O6-methylguanine-DNA methyltransferase (MGMT) serves a crucial role in DNA repair by removing alkyl lesions from the O6 position of guanine, maintaining genomic stability. Loss of MGMT expression, often due to promoter methylation, is linked to enhanced sensitivity to chemotherapy. While MGMT methylation has been observed in various cancers, its impact on overall survival (OS) in solid tumors remains uncertain. According to the Preferred Reporting Items for Systematic Reviews and Meta-Analyses guidelines, studies were selected from PubMed that examined the impact of MGMT methylation on OS in adult patients with solid tumors. Data were extracted where methylation status was defined, and OS was reported through hazard ratios (HRs) and confidence intervals (CIs) from either univariate or multivariable analyses. R version 4.4.2 and the 'meta' package were employed for the meta-analysis, using both fixed-effects (Mantel-Haenszel method) and random-effects (DerSimonian-Laird method with Hartung-Knapp adjustment) models based on the I statistic for heterogeneity. Subgroup analyses were performed by cancer type, and publication bias was assessed through funnel plot inspection and Egger's regression. A total of 21 studies involving 2,946 patients met the inclusion criteria. The fixed-effects model showed a significant association between MGMT promoter methylation and poorer OS (HR=1.27; 95% CI, 1.13-1.42; P<0.0001); however, notable heterogeneity (I²=64.7%) led to a non-significant result under the random-effects model (HR=1.26; 95% CI, 0.97-1.65; P=0.084).

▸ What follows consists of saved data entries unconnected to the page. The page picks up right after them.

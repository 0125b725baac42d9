//! Command handlers - business logic for processing UI events and network responses

use tokio::time::Instant;

use crate::app::session::SessionEvent;
use crate::app::state::{ActivityLevel, AppState, Notice};
use crate::constants::TRANSFER_LAMPORTS;
use crate::error::WalletError;
use crate::messages::{NetworkCommand, NetworkResponse, Operation};
use crate::models::{ExternalWalletHandle, Lamports, TransferReceipt};
use crate::wallet::WalletEventPayload;

impl AppState {
    // ========================
    // Account
    // ========================

    /// Replace the local account and start the reveal delay
    pub fn create_account(&mut self) -> Option<NetworkCommand> {
        if !self.can_create() {
            self.log(ActivityLevel::Info, "Wait for the pending operation before creating a new account");
            return None;
        }
        let keypair = self.keys.create();
        let address = keypair.public_key();
        if let Err(e) = self.session.apply(SessionEvent::AccountCreated(address)) {
            tracing::warn!(error = %e, "Account creation rejected");
            return None;
        }
        self.balance = None;
        self.pending.balance = None;
        self.reveal_at = if self.reveal_delay.is_zero() {
            None
        } else {
            Some(Instant::now() + self.reveal_delay)
        };
        self.log(ActivityLevel::Success, format!("Created account {address}"));

        let id = self.next_id();
        self.pending.balance = Some(id);
        Some(NetworkCommand::RefreshBalance { id, address })
    }

    pub fn finish_reveal(&mut self) {
        self.reveal_at = None;
    }

    pub fn refresh_balance(&mut self) -> Option<NetworkCommand> {
        let address = self.keys.address()?;
        let id = self.next_id();
        self.pending.balance = Some(id);
        Some(NetworkCommand::RefreshBalance { id, address })
    }

    // ========================
    // Airdrop
    // ========================

    pub fn request_airdrop(&mut self) -> Option<NetworkCommand> {
        if !self.can_airdrop() {
            return None;
        }
        let address = self.keys.address()?;
        let id = self.next_id();
        self.pending.airdrop = Some(id);
        self.log(ActivityLevel::Info, "Requesting airdrop of 2 SOL...");
        Some(NetworkCommand::RequestAirdrop { id, address })
    }

    // ========================
    // Wallet
    // ========================

    pub fn connect_wallet(&mut self) -> Option<NetworkCommand> {
        if self.provider_name.is_none() {
            let title = format!("{} Failed", Operation::Connect.as_str());
            self.fail(&title, WalletError::ProviderAbsent.to_string());
            return None;
        }
        if !self.can_connect() {
            return None;
        }
        let id = self.next_id();
        self.pending.connect = Some(id);
        self.log(ActivityLevel::Info, "Waiting for wallet approval...");
        Some(NetworkCommand::ConnectWallet { id })
    }

    pub fn disconnect_wallet(&mut self) -> Option<NetworkCommand> {
        if self.session.wallet().is_none() || self.pending.disconnect.is_some() {
            return None;
        }
        if self.pending.transfer.is_some() {
            self.log(ActivityLevel::Info, "Wait for the transfer to settle before disconnecting");
            return None;
        }
        let id = self.next_id();
        self.pending.disconnect = Some(id);
        Some(NetworkCommand::DisconnectWallet { id })
    }

    // ========================
    // Transfer
    // ========================

    /// Start a transfer; refused while another one is in flight
    pub fn transfer(&mut self) -> Option<NetworkCommand> {
        if self.pending.transfer.is_some() {
            self.log(ActivityLevel::Info, "A transfer is already in progress");
            return None;
        }
        if !self.can_transfer() {
            self.log(ActivityLevel::Error, "Create an account and connect a wallet first");
            return None;
        }
        let (Some(from), Some(wallet)) = (self.keys.current(), self.session.wallet()) else {
            return None;
        };
        let id = self.next_id();
        self.pending.transfer = Some(id);
        self.log(
            ActivityLevel::Info,
            format!("Transferring {} to {}...", Lamports(TRANSFER_LAMPORTS), wallet.public_key),
        );
        Some(NetworkCommand::Transfer {
            id,
            from,
            to: wallet.public_key,
        })
    }

    // ========================
    // Popups & scrolling
    // ========================

    pub fn dismiss_notice(&mut self) {
        self.notice = None;
    }

    pub fn toggle_help(&mut self) {
        self.show_help = !self.show_help;
    }

    pub fn close_help(&mut self) {
        self.show_help = false;
    }

    pub fn scroll_up(&mut self) {
        self.activity_scroll = self.activity_scroll.saturating_sub(1);
    }

    pub fn scroll_down(&mut self) {
        self.activity_scroll = self.activity_scroll.saturating_add(1);
    }

    fn fail(&mut self, title: &str, message: String) {
        self.log(ActivityLevel::Error, format!("{title}: {message}"));
        self.notice = Some(Notice {
            is_error: true,
            title: title.to_string(),
            body: message.clone(),
        });
        self.last_error = Some(message);
    }

    // ========================
    // Network responses
    // ========================

    pub fn handle_response(&mut self, response: NetworkResponse) {
        match response {
            NetworkResponse::Balance { id, address, lamports } => {
                if self.pending.balance == Some(id) {
                    self.pending.balance = None;
                }
                if self.keys.address() == Some(address) {
                    self.balance = Some(lamports);
                } else {
                    tracing::debug!(id, address = %address, "Ignoring balance of a replaced account");
                }
            }

            NetworkResponse::AirdropConfirmed { id, address, signature, balance } => {
                if self.pending.airdrop != Some(id) {
                    return;
                }
                self.pending.airdrop = None;
                if self.keys.address() != Some(address) {
                    return;
                }
                if let Err(e) = self.session.apply(SessionEvent::AirdropConfirmed) {
                    tracing::warn!(error = %e, "Airdrop confirmation rejected");
                    return;
                }
                if balance.is_some() {
                    self.balance = balance;
                }
                self.last_error = None;
                self.log(ActivityLevel::Success, format!("Airdrop confirmed: {signature}"));
            }

            NetworkResponse::WalletConnected { id, wallet } => {
                if self.pending.connect != Some(id) {
                    return;
                }
                self.pending.connect = None;
                self.on_wallet_connected(wallet);
            }

            NetworkResponse::WalletDisconnected { id } => {
                if self.pending.disconnect == Some(id) {
                    self.pending.disconnect = None;
                }
                self.on_wallet_disconnected();
            }

            NetworkResponse::TransferSucceeded { id, receipt, balance } => {
                if self.pending.transfer != Some(id) {
                    return;
                }
                self.pending.transfer = None;
                self.on_transfer_succeeded(receipt, balance);
                self.replay_wallet_event();
            }

            NetworkResponse::TransferFailed { id, insufficient_balance, message } => {
                if self.pending.transfer != Some(id) {
                    return;
                }
                self.pending.transfer = None;
                self.on_transfer_failed(insufficient_balance, message);
                self.replay_wallet_event();
            }

            NetworkResponse::Error { id, operation, message } => {
                let slot = match operation {
                    Operation::Balance => &mut self.pending.balance,
                    Operation::Airdrop => &mut self.pending.airdrop,
                    Operation::Connect => &mut self.pending.connect,
                    Operation::Disconnect => &mut self.pending.disconnect,
                };
                if *slot != Some(id) {
                    return;
                }
                *slot = None;
                let title = format!("{} Failed", operation.as_str());
                self.fail(&title, message);
            }

            NetworkResponse::WalletEvent(payload) => self.handle_wallet_event(payload),
        }
    }

    fn on_transfer_succeeded(&mut self, receipt: TransferReceipt, balance: Option<Lamports>) {
        if let Err(e) = self.session.apply(SessionEvent::TransferSucceeded(receipt)) {
            tracing::warn!(error = %e, signature = %receipt.signature, "Transfer result rejected by session");
        }
        if balance.is_some() {
            self.balance = balance;
        }
        self.last_error = None;
        self.log(ActivityLevel::Success, format!("Transfer confirmed: {}", receipt.signature));
        self.notice = Some(Notice {
            is_error: false,
            title: "Transfer Successful".to_string(),
            body: format!("Signature: {}", receipt.signature),
        });
    }

    fn on_transfer_failed(&mut self, insufficient_balance: bool, message: String) {
        if let Err(e) = self.session.apply(SessionEvent::TransferFailed) {
            tracing::warn!(error = %e, "Transfer result rejected by session");
        }
        if insufficient_balance {
            self.log(ActivityLevel::Error, format!("Insufficient balance: {message}"));
            self.notice = Some(Notice {
                is_error: true,
                title: "Insufficient Balance".to_string(),
                body: "Airdrop more SOL to the account".to_string(),
            });
            self.last_error = Some(message);
        } else {
            self.fail("Transfer Failed", message);
        }
    }

    /// Apply the wallet change that arrived while a transfer was in flight
    fn replay_wallet_event(&mut self) {
        if let Some(payload) = self.deferred_wallet_event.take() {
            self.handle_wallet_event(payload);
        }
    }

    fn on_wallet_connected(&mut self, wallet: ExternalWalletHandle) {
        // The provider's connect event and the handshake result both land here
        if self.session.wallet() == Some(wallet) {
            return;
        }
        match self.session.apply(SessionEvent::WalletConnected(wallet)) {
            Ok(_) => {
                self.last_error = None;
                self.log(ActivityLevel::Success, format!("Wallet connected: {}", wallet.public_key));
            }
            Err(e) => tracing::warn!(error = %e, "Wallet connection rejected by session"),
        }
    }

    fn on_wallet_disconnected(&mut self) {
        if self.session.wallet().is_none() {
            return;
        }
        match self.session.apply(SessionEvent::WalletDisconnected) {
            Ok(_) => self.log(ActivityLevel::Info, "Wallet disconnected"),
            Err(e) => tracing::warn!(error = %e, "Wallet disconnect rejected by session"),
        }
    }

    fn handle_wallet_event(&mut self, payload: WalletEventPayload) {
        // The transfer keeps its recipient until it settles
        if self.pending.transfer.is_some() && !matches!(payload, WalletEventPayload::Connect(_)) {
            tracing::info!(event = ?payload.kind(), "Deferring wallet event until the transfer settles");
            self.deferred_wallet_event = Some(payload);
            return;
        }
        match payload {
            // Connections started elsewhere are picked up only while we have an account
            WalletEventPayload::Connect(address) => {
                if self.session.wallet().is_none() && self.session.account().is_some() {
                    self.on_wallet_connected(ExternalWalletHandle {
                        public_key: address,
                        is_connected: true,
                    });
                }
            }
            WalletEventPayload::Disconnect => self.on_wallet_disconnected(),
            WalletEventPayload::AccountChanged(Some(address)) => {
                if let Some(current) = self.session.wallet() {
                    if current.public_key != address {
                        let switched = ExternalWalletHandle {
                            public_key: address,
                            is_connected: true,
                        };
                        match self.session.apply(SessionEvent::WalletConnected(switched)) {
                            Ok(_) => self.log(ActivityLevel::Info, format!("Wallet switched to {address}")),
                            Err(e) => tracing::warn!(error = %e, "Wallet switch rejected by session"),
                        }
                    }
                }
            }
            WalletEventPayload::AccountChanged(None) => self.on_wallet_disconnected(),
        }
    }
}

Subgroup analyses revealed that MGMT methylation was strongly associated with decreased survival in biliary tract (HR=2.31), cervical (HR=2.50) and duodenal cancers (HR=4.25), whereas melanoma exhibited improved survival (HR=0.32). Other cancer types, including colorectal, esophageal, head and neck, leiomyosarcoma, non-small cell lung cancer and pancreatic neuroendocrine tumors, demonstrated no notable relationship between MGMT methylation and OS. Sensitivity analyses confirmed the stability of these findings despite the inherent heterogeneity. In conclusion, MGMT promoter methylation may be a prognostic biomarker in select solid tumors; however, its impact on OS varies by cancer type. Further studies with standardized methylation assessment methods are warranted to clarify its prognostic and predictive utility, especially on OS.